Estima-se que morram mais de 1300 pessoas com cancro do fígado todos os anos. “O cancro avançado do fígado dá-nos muito pouca margem de manobra e a mortalidade é muito grande a um e dois anos”, alerta o gastroenterologista. O médico oncologista António Araújo partilha outros números preocupantes. “O prognóstico geral de sobrevida dos doentes com tumor do fígado é mau, com uma taxa de sobrevida mediana aos cinco anos de cerca de 18%. Por estádio, a sobrevida mediana aos cinco anos é de cerca de 32% em doentes com doença localizada, 10% com doença regional e 2% com doença à distância”, refere. Perante tal realidade, que esperança podem ter estes doentes?
Uma nova esperança
Actualmente, existem ensaios clínicos a decorrer na tentativa de melhorar o seu prognóstico. “Nas fases mais iniciais da doença, temos novos fármacos que, quando combinados com o tratamento loco-regional, parecem conseguir diminuir a recidiva e aumentar a vida de doentes com cancro do fígado. Nas fases mais avançadas, novos tratamentos – com imunoterapia e outras moléculas – têm demonstrado excelentes resultados. Em breve, estará disponível uma nova associação com imunoterapia que permitirá aumentar a sobrevida dos doentes com doença avançada de forma significativa e passará a ser um tratamento standard of care”, salienta António Araújo.
Quando o cirurgião Eduardo Barroso começou a sua carreira, não existiam os métodos de diagnóstico que conhecemos hoje e “nem sequer havia quimioterapia”. Actualmente, além do aparecimento de novos fármacos, vivemos “uma grande esperança sobretudo na imunoterapia para tratamento do fígado”. Explorar mais ferramentas de diagnóstico avançadas e eficazes no futuro pode ser importante para encontrar tratamentos seguros e minimamente invasivos para avaliação de “um prognóstico conveniente e sensível para o carcinoma hepatocelular”, acrescenta.

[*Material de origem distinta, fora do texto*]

use crate::todo::{
    NOT_FOUND_MESSAGE, Page, PageRequest, ToDo, ToDoFields, ToDoService, ToDoServiceError,
};
use axum::{
    Json, Router,
    extract::{
        Path, Query, State,
        rejection::{JsonRejection, PathRejection, QueryRejection},
    },
    http::StatusCode,
    response::{IntoResponse, Response},
    routing::get,
};
use axum_extra::extract::WithRejection;
use serde::{Deserialize, Deserializer, Serialize};
use std::{fmt, str::FromStr, sync::Arc};
use utoipa::ToSchema;

/// Wire format of `criadoEm`.
pub const CREATED_AT_FORMAT: &str = "%Y-%m-%d %H:%M:%S";

const NAME_REQUIRED: &str = "Campo Nome deve ser preenchido!";
const DESCRIPTION_REQUIRED: &str = "Campo Descrição deve ser preenchido!";

/// Shared state of the to-do routes.
pub struct ToDoState {
    pub service: ToDoService,
}

impl ToDoState {
    pub fn new(service: ToDoService) -> Self {
        Self { service }
    }
}

/// JSON representation of a ToDo for API responses.
#[derive(Debug, PartialEq, Serialize, Deserialize, ToSchema)]
pub struct ToDoJson {
    /// Unique identifier assigned on creation
    pub id: i32,
    /// Short name of the to-do
    #[serde(rename = "nome")]
    pub name: String,
    /// What has to be done
    #[serde(rename = "descricao")]
    pub description: String,
    /// Whether the to-do is done
    pub status: bool,
    /// Creation time, formatted as `yyyy-MM-dd HH:mm:ss`
    #[serde(rename = "criadoEm")]
    #[schema(example = "2025-01-15 09:30:00")]
    pub created_at: String,
}

impl From<ToDo> for ToDoJson {
    fn from(to_do: ToDo) -> Self {
        Self {
            id: to_do.id(),
            created_at: to_do.created_at().format(CREATED_AT_FORMAT).to_string(),
            name: to_do.name().to_string(),
            description: to_do.description().to_string(),
            status: to_do.status(),
        }
    }
}

/// API response for one page of to-dos.
#[derive(Debug, Serialize, Deserialize, ToSchema)]
#[serde(rename_all = "camelCase")]
pub struct ToDoPageJson {
    /// The to-dos on this page, in insertion order
    pub content: Vec<ToDoJson>,
    /// Zero-based number of this page
    pub page_number: u64,
    /// Requested page size
    pub size: u64,
    /// Index of the first to-do of this page
    pub offset: u64,
    /// Number of to-dos across all pages
    pub total_size: u64,
    /// Number of pages
    pub total_pages: u64,
    /// Number of to-dos on this page
    pub number_of_elements: usize,
    /// Whether this page holds no to-dos
    pub empty: bool,
}

impl From<Page<ToDo>> for ToDoPageJson {
    fn from(page: Page<ToDo>) -> Self {
        let page_number = page.page_number();
        let size = page.page_size();
        let offset = page.offset();
        let total_size = page.total_count();
        let total_pages = page.total_pages();
        let content: Vec<ToDoJson> = page.into_items().into_iter().map(ToDoJson::from).collect();
        Self {
            page_number,
            size,
            offset,
            total_size,
            total_pages,
            number_of_elements: content.len(),
            empty: content.is_empty(),
            content,
        }
    }
}

/// Request body for creating a to-do.
#[derive(Debug, Deserialize, ToSchema)]
pub struct ToDoRequest {
    /// Short name, must not be blank
    #[serde(rename = "nome", default)]
    pub name: String,
    /// Description, must not be blank
    #[serde(rename = "descricao", default)]
    pub description: String,
    /// Whether the to-do is already done
    #[serde(default)]
    pub status: bool,
}

impl ToDoRequest {
    /// Checks every field and reports all violations at once.
    pub fn validate(&self) -> Result<(), ValidationError> {
        validate_fields(&self.name, &self.description)
    }

    /// Validates the request and converts it into the fields of a new to-do.
    pub fn into_fields(self) -> Result<ToDoFields, ValidationError> {
        self.validate()?;
        Ok(ToDoFields {
            name: self.name,
            description: self.description,
            status: self.status,
        })
    }
}

/// Request body for updating a to-do.
#[derive(Debug, Deserialize, ToSchema)]
pub struct ToDoUpdateRequest {
    /// New name, must not be blank
    #[serde(rename = "nome", default)]
    pub name: String,
    /// New description, must not be blank
    #[serde(rename = "descricao", default)]
    pub description: String,
    /// New status
    #[serde(default)]
    pub status: bool,
}

impl ToDoUpdateRequest {
    /// Checks every field and reports all violations at once.
    pub fn validate(&self) -> Result<(), ValidationError> {
        validate_fields(&self.name, &self.description)
    }

    /// Validates the request and converts it into the new fields of a to-do.
    pub fn into_fields(self) -> Result<ToDoFields, ValidationError> {
        self.validate()?;
        Ok(ToDoFields {
            name: self.name,
            description: self.description,
            status: self.status,
        })
    }
}

/// Every field-level violation found in a request body.
#[derive(Debug, PartialEq, Eq, thiserror::Error)]
#[error("{}", .messages.join(", "))]
pub struct ValidationError {
    messages: Vec<String>,
}

impl ValidationError {
    pub fn messages(&self) -> &[String] {
        &self.messages
    }
}

// Status has no constraint; any boolean is accepted.
fn validate_fields(name: &str, description: &str) -> Result<(), ValidationError> {
    let mut messages = Vec::new();
    if name.trim().is_empty() {
        messages.push(NAME_REQUIRED.to_string());
    }
    if description.trim().is_empty() {
        messages.push(DESCRIPTION_REQUIRED.to_string());
    }

    if messages.is_empty() {
        Ok(())
    } else {
        Err(ValidationError { messages })
    }
}

/// Query parameters for listing to-dos.
#[derive(Debug, Deserialize)]
pub struct ListQuery {
    #[serde(default, deserialize_with = "empty_string_as_none")]
    pub status: Option<bool>,
    #[serde(default, deserialize_with = "empty_string_as_none")]
    pub page: Option<u64>,
    #[serde(default, deserialize_with = "empty_string_as_none")]
    pub size: Option<u64>,
}

/// Treats `?status=` the same as a missing parameter.
fn empty_string_as_none<'de, D, T>(deserializer: D) -> Result<Option<T>, D::Error>
where
    D: Deserializer<'de>,
    T: FromStr,
    T::Err: fmt::Display,
{
    let value = Option::<String>::deserialize(deserializer)?;
    match value.as_deref().map(str::trim) {
        None | Some("") => Ok(None),
        Some(value) => T::from_str(value)
            .map(Some)
            .map_err(serde::de::Error::custom),
    }
}

/// JSON body of every error response.
#[derive(Debug, Serialize, Deserialize, ToSchema)]
pub struct ErrorMessage {
    /// Human-readable description of what went wrong
    pub message: String,
    /// One entry per violated field, for validation failures
    #[serde(default, skip_serializing_if = "Vec::is_empty")]
    pub errors: Vec<String>,
}

impl ErrorMessage {
    pub fn new(message: String) -> Self {
        Self {
            message,
            errors: Vec::new(),
        }
    }
}

/// Custom error type for to-do handler operations.
#[derive(Debug, thiserror::Error)]
pub enum ApiError {
    /// The request body failed validation.
    #[error(transparent)]
    Validation(#[from] ValidationError),
    /// The body, path or query could not be parsed.
    #[error("{0}")]
    MalformedRequest(String),
    /// The service rejected or failed the operation.
    #[error(transparent)]
    Service(#[from] ToDoServiceError),
}

impl From<JsonRejection> for ApiError {
    fn from(rejection: JsonRejection) -> Self {
        ApiError::MalformedRequest(rejection.body_text())
    }
}

impl From<PathRejection> for ApiError {
    fn from(rejection: PathRejection) -> Self {
        ApiError::MalformedRequest(rejection.body_text())
    }
}

impl From<QueryRejection> for ApiError {
    fn from(rejection: QueryRejection) -> Self {
        ApiError::MalformedRequest(rejection.body_text())
    }
}

impl IntoResponse for ApiError {
    fn into_response(self) -> Response {
        let (status_code, body) = match self {
            ApiError::Validation(error) => (
                StatusCode::BAD_REQUEST,
                ErrorMessage {
                    message: error.to_string(),
                    errors: error.messages,
                },
            ),
            ApiError::MalformedRequest(message) => {
                (StatusCode::BAD_REQUEST, ErrorMessage::new(message))
            }
            ApiError::Service(ToDoServiceError::NotFound(_)) => (
                StatusCode::NOT_FOUND,
                ErrorMessage::new(NOT_FOUND_MESSAGE.to_string()),
            ),
            ApiError::Service(err) => {
                tracing::error!("Failed to process to-do request: {}", err);
                (
                    StatusCode::INTERNAL_SERVER_ERROR,
                    ErrorMessage::new("Internal Server Error".to_string()),
                )
            }
        };

        (status_code, Json(body)).into_response()
    }
}

/// Handler for GET /api - Returns one page of to-dos.
#[tracing::instrument(skip(state))]
#[utoipa::path(
    get,
    path = "/api",
    params(
        ("status" = Option<bool>, Query, description = "Only list to-dos with this status"),
        ("page" = Option<u64>, Query, description = "Zero-based page number"),
        ("size" = Option<u64>, Query, description = "Page size, at most 100")
    ),
    responses(
        (status = 200, description = "Successfully retrieved to-dos", body = ToDoPageJson),
        (status = 400, description = "Malformed query parameters", body = ErrorMessage),
        (status = 500, description = "Internal server error", body = ErrorMessage)
    ),
    tag = "ToDo"
)]
pub async fn list_to_dos_handler(
    State(state): State<Arc<ToDoState>>,
    WithRejection(Query(query), _): WithRejection<Query<ListQuery>, ApiError>,
) -> Result<Json<ToDoPageJson>, ApiError> {
    let page = PageRequest::new(query.page, query.size);
    let to_dos = state.service.list(query.status, page).await?;
    Ok(Json(ToDoPageJson::from(to_dos)))
}

/// Handler for GET /api/{id} - Returns a single to-do.
#[tracing::instrument(skip(state))]
#[utoipa::path(
    get,
    path = "/api/{id}",
    params(("id" = i64, Path, description = "ID of the to-do")),
    responses(
        (status = 200, description = "Successfully retrieved the to-do", body = ToDoJson),
        (status = 404, description = "No to-do with this ID", body = ErrorMessage)
    ),
    tag = "ToDo"
)]
pub async fn get_to_do_handler(
    State(state): State<Arc<ToDoState>>,
    WithRejection(Path(id), _): WithRejection<Path<i64>, ApiError>,
) -> Result<Json<ToDoJson>, ApiError> {
    let to_do = state.service.get(id).await?;
    Ok(Json(ToDoJson::from(to_do)))
}

/// Handler for POST /api - Creates a to-do.
#[tracing::instrument(skip(state))]
#[utoipa::path(
    post,
    path = "/api",
    request_body = ToDoRequest,
    responses(
        (status = 201, description = "Successfully created the to-do", body = ToDoJson),
        (status = 400, description = "Invalid request body", body = ErrorMessage)
    ),
    tag = "ToDo"
)]
pub async fn create_to_do_handler(
    State(state): State<Arc<ToDoState>>,
    WithRejection(Json(request), _): WithRejection<Json<ToDoRequest>, ApiError>,
) -> Result<(StatusCode, Json<ToDoJson>), ApiError> {
    let fields = request.into_fields()?;
    let created = state.service.create(fields).await?;
    Ok((StatusCode::CREATED, Json(ToDoJson::from(created))))
}

/// Handler for PUT /api/{id} - Updates a to-do.
#[tracing::instrument(skip(state))]
#[utoipa::path(
    put,
    path = "/api/{id}",
    params(("id" = i64, Path, description = "ID of the to-do")),
    request_body = ToDoUpdateRequest,
    responses(
        (status = 200, description = "Successfully updated the to-do", body = ToDoJson),
        (status = 400, description = "Invalid request body", body = ErrorMessage),
        (status = 404, description = "No to-do with this ID", body = ErrorMessage)
    ),
    tag = "ToDo"
)]
pub async fn update_to_do_handler(
    State(state): State<Arc<ToDoState>>,
    WithRejection(Path(id), _): WithRejection<Path<i64>, ApiError>,
    WithRejection(Json(request), _): WithRejection<Json<ToDoUpdateRequest>, ApiError>,
) -> Result<Json<ToDoJson>, ApiError> {
    let fields = request.into_fields()?;
    let updated = state.service.update(id, fields).await?;
    Ok(Json(ToDoJson::from(updated)))
}

/// Handler for DELETE /api/{id} - Deletes a to-do.
#[tracing::instrument(skip(state))]
#[utoipa::path(
    delete,
    path = "/api/{id}",
    params(("id" = i64, Path, description = "ID of the to-do")),
    responses(
        (status = 204, description = "Successfully deleted the to-do"),
        (status = 404, description = "No to-do with this ID", body = ErrorMessage)
    ),
    tag = "ToDo"
)]
pub async fn delete_to_do_handler(
    State(state): State<Arc<ToDoState>>,
    WithRejection(Path(id), _): WithRejection<Path<i64>, ApiError>,
) -> Result<StatusCode, ApiError> {
    state.service.delete(id).await?;
    Ok(StatusCode::NO_CONTENT)
}

/// Creates and returns the to-do API router.
pub fn create_api_router(state: Arc<ToDoState>) -> Router {
    Router::new()
        .route("/api", get(list_to_dos_handler).post(create_to_do_handler))
        .route(
            "/api/{id}",
            get(get_to_do_handler)
                .put(update_to_do_handler)
                .delete(delete_to_do_handler),
        )
        .with_state(state)
}
#[tokio::main]
async fn main() -> anyhow::Result<()> {
    tracing_subscriber::fmt().init();
    let config = todo_api::config::Config::from_env()?;
    todo_api::web::start_web_server(config).await
}
pub use sea_orm_migration::prelude::*;

mod m20251016_000001_create_to_do_table;

pub struct Migrator;

#[async_trait::async_trait]
impl MigratorTrait for Migrator {
    fn migrations() -> Vec<Box<dyn MigrationTrait>> {
        vec![Box::new(m20251016_000001_create_to_do_table::Migration)]
    }
}
// micronfc/src/protocol/responses/status.rs

use crate::Result;
use crate::protocol::parser;
use crate::types::{ProtocolVersion, StatusFlags};

/// Decode a GET_STATUS payload (after the response header)
/// Layout V2: bitfield(4, BE)
/// Layout V1: bitfield(1)
pub fn decode_status(data: &[u8], version: ProtocolVersion) -> Result<StatusFlags> {
    let raw = match version {
        ProtocolVersion::V2 => parser::be_u32_at(data, 0)?,
        ProtocolVersion::V1 => u32::from(parser::byte_at(data, 0)?),
    };
    Ok(StatusFlags::from_bits(raw, version))
}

Assim, o prognóstico está muito dependente da fase em que o tumor é diagnosticado daí a importância dos rastreios. Por esse motivo, Guilherme Macedo não se cansa de insistir na mensagem da aposta na prevenção como uma mais valia nesta doença e chama à atenção para a importância de os doentes não adiarem a recorrência às consultas e aos rastreios durante a pandemia. “No Hospital de São João, foram criadas estruturas de circuitos paralelos e alternativas para que haja maior segurança para as pessoas que não têm doença associada à Covid-19. Estas devem continuar a fazer os seus programas de rastreio, de vigilância e os seus tratamentos das hepatites. Só assim é possível controlar as doenças a longo prazo”, conclui.